Copy exactly the lines of the data below that run from the line holding "filename src/lexer/mod.rs" through the line holding "stream is exhausted.", both ends included.

[[ Dataset entries open ]]

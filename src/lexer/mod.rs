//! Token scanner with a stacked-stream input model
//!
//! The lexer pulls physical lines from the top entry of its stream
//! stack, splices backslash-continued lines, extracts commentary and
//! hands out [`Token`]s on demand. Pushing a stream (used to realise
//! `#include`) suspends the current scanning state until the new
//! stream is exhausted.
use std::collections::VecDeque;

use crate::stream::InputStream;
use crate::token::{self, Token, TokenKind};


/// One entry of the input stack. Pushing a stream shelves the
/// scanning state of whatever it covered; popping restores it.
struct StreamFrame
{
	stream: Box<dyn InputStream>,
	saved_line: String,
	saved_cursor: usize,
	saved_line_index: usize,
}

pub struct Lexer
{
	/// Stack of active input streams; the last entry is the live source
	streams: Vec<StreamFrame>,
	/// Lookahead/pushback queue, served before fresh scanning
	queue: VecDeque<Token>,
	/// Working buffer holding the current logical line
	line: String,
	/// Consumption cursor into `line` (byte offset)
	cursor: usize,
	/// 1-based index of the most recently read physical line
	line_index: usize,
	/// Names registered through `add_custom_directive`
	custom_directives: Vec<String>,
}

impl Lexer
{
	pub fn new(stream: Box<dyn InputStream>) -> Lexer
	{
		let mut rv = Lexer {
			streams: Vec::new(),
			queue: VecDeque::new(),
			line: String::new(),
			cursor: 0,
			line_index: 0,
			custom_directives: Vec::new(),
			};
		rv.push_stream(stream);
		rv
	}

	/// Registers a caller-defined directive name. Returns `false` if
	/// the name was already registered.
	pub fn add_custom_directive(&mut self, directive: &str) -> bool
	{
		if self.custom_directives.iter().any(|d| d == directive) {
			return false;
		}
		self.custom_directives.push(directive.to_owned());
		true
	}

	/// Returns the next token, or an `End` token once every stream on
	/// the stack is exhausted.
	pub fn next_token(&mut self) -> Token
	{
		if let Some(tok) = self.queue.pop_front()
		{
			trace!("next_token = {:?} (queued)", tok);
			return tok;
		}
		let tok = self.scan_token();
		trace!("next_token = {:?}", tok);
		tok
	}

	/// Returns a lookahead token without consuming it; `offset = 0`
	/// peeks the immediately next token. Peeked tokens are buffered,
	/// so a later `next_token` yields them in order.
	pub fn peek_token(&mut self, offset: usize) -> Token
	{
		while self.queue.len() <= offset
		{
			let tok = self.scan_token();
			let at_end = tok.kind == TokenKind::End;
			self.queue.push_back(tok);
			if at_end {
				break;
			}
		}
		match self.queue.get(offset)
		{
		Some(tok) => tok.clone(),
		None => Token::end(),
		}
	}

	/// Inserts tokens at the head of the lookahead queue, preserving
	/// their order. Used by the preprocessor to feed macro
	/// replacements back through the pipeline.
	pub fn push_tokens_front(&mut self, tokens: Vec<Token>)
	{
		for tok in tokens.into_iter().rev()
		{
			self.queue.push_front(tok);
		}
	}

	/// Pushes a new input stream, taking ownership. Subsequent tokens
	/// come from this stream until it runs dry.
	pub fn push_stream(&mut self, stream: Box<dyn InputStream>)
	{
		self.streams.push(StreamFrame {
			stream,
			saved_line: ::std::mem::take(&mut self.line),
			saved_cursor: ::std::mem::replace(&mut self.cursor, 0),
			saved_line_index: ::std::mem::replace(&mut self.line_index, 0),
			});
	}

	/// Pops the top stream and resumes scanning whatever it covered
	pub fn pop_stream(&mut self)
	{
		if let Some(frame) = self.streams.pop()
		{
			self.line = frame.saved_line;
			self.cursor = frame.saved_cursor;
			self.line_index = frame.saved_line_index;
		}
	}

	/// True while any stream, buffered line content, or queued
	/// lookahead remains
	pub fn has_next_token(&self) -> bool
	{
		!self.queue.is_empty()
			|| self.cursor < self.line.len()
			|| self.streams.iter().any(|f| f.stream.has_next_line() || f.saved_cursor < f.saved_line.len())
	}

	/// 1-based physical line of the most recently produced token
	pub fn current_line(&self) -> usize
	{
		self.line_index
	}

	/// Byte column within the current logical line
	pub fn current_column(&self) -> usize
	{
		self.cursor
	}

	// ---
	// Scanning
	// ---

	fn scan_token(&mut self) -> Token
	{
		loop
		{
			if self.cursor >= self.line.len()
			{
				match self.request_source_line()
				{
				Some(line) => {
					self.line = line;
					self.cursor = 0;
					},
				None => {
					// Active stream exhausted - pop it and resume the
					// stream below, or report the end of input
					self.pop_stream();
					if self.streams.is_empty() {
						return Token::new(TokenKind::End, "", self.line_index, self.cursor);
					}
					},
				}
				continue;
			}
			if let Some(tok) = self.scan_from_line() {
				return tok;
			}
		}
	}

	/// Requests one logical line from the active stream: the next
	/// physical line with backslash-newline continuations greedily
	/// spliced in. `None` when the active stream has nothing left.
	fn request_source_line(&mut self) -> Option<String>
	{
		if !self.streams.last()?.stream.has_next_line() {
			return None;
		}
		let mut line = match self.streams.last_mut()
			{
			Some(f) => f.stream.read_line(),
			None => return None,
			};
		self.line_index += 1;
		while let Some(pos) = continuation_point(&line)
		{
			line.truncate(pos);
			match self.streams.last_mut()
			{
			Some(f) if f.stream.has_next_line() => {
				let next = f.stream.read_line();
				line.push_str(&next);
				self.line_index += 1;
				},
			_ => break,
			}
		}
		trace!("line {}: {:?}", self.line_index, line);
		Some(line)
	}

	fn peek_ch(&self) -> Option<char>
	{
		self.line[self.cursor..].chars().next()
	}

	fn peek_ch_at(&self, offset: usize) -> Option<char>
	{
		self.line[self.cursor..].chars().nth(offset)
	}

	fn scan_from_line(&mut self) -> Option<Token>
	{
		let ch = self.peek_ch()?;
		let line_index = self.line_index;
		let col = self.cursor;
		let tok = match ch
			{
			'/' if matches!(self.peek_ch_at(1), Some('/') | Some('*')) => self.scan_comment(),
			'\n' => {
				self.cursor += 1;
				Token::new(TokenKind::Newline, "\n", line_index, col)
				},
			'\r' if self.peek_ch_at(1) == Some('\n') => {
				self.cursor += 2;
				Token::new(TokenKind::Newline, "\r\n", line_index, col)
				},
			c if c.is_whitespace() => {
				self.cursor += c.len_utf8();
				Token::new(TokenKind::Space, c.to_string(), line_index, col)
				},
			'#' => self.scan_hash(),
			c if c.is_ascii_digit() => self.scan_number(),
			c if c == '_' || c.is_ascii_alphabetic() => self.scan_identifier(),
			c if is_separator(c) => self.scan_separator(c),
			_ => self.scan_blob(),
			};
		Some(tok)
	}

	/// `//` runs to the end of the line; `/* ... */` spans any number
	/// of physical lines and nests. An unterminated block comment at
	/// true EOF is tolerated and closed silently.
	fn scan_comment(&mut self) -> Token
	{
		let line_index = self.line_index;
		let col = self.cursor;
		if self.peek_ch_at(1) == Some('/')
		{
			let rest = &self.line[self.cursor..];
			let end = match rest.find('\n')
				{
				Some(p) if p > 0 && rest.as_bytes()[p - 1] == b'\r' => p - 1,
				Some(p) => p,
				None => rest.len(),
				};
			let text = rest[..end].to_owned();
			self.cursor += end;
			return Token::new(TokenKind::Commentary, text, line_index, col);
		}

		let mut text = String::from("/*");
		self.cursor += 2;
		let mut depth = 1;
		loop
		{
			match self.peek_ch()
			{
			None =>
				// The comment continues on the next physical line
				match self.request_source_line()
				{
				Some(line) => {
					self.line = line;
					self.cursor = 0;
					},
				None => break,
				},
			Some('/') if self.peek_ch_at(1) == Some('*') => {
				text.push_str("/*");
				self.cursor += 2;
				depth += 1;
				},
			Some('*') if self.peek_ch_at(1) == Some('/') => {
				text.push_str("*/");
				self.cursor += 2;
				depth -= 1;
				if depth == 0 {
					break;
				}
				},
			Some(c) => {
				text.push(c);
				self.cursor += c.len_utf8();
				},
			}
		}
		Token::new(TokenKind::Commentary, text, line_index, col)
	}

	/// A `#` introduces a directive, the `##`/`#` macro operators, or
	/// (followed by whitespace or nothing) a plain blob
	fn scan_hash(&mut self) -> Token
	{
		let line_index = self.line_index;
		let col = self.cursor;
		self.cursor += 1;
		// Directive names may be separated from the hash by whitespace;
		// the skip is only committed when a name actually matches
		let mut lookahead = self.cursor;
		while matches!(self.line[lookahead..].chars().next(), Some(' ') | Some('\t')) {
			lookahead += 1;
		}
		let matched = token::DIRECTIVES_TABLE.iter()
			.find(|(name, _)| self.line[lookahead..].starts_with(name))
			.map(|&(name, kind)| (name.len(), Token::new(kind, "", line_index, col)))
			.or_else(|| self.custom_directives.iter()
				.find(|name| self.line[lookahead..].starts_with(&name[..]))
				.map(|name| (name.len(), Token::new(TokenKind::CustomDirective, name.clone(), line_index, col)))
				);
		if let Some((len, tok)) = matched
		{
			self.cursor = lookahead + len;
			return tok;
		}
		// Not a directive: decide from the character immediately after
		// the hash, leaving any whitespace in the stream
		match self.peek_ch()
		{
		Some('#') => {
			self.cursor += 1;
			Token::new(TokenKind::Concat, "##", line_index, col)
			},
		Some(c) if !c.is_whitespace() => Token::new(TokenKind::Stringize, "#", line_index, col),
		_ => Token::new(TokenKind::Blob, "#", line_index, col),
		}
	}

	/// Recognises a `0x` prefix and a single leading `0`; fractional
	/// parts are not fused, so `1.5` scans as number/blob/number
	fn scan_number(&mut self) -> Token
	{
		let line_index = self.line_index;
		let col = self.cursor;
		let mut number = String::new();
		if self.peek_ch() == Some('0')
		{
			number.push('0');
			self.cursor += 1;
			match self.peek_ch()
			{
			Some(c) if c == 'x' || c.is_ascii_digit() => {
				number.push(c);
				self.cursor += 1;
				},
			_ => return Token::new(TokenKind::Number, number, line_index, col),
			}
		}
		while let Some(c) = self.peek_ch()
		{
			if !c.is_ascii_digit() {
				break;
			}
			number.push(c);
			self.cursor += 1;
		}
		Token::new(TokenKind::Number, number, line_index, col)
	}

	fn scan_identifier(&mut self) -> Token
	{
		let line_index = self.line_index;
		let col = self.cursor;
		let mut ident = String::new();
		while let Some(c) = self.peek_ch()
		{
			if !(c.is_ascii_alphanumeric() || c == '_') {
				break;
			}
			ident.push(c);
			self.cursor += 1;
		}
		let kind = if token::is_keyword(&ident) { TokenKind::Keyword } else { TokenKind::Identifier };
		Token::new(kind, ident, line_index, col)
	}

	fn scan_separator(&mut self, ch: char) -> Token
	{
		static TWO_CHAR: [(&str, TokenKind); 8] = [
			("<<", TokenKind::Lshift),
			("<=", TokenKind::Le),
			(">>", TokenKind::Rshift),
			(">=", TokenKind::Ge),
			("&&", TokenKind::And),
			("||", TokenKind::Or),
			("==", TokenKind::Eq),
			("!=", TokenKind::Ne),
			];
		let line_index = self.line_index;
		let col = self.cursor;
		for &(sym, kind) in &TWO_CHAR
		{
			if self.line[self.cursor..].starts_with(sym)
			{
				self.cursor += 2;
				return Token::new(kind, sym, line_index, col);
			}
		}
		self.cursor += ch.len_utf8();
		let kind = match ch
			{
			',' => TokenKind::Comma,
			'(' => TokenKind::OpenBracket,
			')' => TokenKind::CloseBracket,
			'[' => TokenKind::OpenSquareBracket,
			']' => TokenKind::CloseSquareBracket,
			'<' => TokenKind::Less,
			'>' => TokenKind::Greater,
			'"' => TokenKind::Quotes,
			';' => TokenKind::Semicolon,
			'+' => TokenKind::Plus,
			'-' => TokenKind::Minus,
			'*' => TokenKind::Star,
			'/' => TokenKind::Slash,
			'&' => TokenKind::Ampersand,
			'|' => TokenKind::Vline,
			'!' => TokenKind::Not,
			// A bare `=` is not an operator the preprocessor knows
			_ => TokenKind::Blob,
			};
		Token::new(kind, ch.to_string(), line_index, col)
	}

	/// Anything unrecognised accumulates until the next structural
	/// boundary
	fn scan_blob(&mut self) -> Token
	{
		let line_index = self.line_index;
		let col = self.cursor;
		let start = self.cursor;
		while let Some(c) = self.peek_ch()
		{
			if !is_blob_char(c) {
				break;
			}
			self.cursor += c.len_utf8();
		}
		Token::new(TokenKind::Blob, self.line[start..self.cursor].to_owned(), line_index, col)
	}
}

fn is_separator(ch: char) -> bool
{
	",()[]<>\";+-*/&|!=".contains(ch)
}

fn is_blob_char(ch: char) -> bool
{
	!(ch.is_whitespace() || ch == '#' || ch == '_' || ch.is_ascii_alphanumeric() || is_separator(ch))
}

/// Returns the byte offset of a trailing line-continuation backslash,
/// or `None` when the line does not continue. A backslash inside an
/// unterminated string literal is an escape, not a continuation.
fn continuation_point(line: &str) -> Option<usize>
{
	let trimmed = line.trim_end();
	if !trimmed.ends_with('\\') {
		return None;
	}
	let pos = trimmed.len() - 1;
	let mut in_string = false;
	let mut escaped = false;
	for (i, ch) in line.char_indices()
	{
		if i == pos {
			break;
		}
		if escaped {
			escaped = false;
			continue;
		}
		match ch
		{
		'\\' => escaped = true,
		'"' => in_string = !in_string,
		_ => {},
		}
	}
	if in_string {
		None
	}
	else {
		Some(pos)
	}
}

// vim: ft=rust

[[ Dataset entries closed ]]
[[ Dataset entries open ]]

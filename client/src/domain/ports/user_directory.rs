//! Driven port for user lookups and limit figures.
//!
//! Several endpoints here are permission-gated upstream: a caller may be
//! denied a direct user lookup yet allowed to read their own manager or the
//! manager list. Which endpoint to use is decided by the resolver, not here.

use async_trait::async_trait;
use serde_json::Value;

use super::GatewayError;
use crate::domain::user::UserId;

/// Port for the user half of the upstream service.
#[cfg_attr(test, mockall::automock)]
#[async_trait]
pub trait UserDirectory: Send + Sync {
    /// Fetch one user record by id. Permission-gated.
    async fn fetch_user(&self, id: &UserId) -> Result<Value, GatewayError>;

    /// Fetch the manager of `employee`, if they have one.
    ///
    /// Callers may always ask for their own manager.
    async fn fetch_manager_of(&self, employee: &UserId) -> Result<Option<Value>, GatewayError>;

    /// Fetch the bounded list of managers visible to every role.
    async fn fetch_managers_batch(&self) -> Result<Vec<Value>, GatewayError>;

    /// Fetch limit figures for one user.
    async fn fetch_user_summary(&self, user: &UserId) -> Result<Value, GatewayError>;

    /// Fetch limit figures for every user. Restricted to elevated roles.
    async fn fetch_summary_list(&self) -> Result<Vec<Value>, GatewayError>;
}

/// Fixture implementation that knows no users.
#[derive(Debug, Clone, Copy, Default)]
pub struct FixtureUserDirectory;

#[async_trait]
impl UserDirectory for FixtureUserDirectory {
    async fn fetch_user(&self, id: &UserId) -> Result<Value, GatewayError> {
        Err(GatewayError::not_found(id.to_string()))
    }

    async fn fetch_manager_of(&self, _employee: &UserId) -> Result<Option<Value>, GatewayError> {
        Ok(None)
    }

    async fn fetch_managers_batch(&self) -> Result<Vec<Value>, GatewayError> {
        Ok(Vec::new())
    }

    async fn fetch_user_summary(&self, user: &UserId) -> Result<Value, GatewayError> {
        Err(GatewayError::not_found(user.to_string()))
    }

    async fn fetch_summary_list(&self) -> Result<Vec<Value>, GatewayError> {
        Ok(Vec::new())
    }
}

[[ Dataset entries closed ]]

*Completed task*:
filename src/lexer/mod.rs
//! Token scanner with a stacked-stream input model
//!
//! The lexer pulls physical lines from the top entry of its stream
//! stack, splices backslash-continued lines, extracts commentary and
//! hands out [`Token`]s on demand. Pushing a stream (used to realise
//! `#include`) suspends the current scanning state until the new
//! stream is exhausted.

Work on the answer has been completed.